Exercise requirements —
Could you find each line of the data below that contains the word "registry" and copy those lines?

Records to use —
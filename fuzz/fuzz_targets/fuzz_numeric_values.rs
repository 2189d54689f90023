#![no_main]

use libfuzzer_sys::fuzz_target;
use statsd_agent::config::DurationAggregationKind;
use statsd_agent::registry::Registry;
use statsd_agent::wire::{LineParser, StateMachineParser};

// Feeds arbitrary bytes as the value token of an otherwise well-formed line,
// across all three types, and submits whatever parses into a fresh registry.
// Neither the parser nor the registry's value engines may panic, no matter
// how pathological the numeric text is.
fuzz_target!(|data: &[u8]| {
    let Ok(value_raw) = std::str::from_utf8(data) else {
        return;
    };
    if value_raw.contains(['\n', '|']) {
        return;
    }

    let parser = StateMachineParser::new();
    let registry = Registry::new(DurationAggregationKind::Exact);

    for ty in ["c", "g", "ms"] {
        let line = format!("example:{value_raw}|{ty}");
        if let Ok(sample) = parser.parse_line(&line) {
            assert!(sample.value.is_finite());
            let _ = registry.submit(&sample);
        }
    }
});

Result of this exercise —
use statsd_agent::registry::Registry;
// across all three types, and submits whatever parses into a fresh registry.
// Neither the parser nor the registry's value engines may panic, no matter
    let registry = Registry::new(DurationAggregationKind::Exact);
            let _ = registry.submit(&sample);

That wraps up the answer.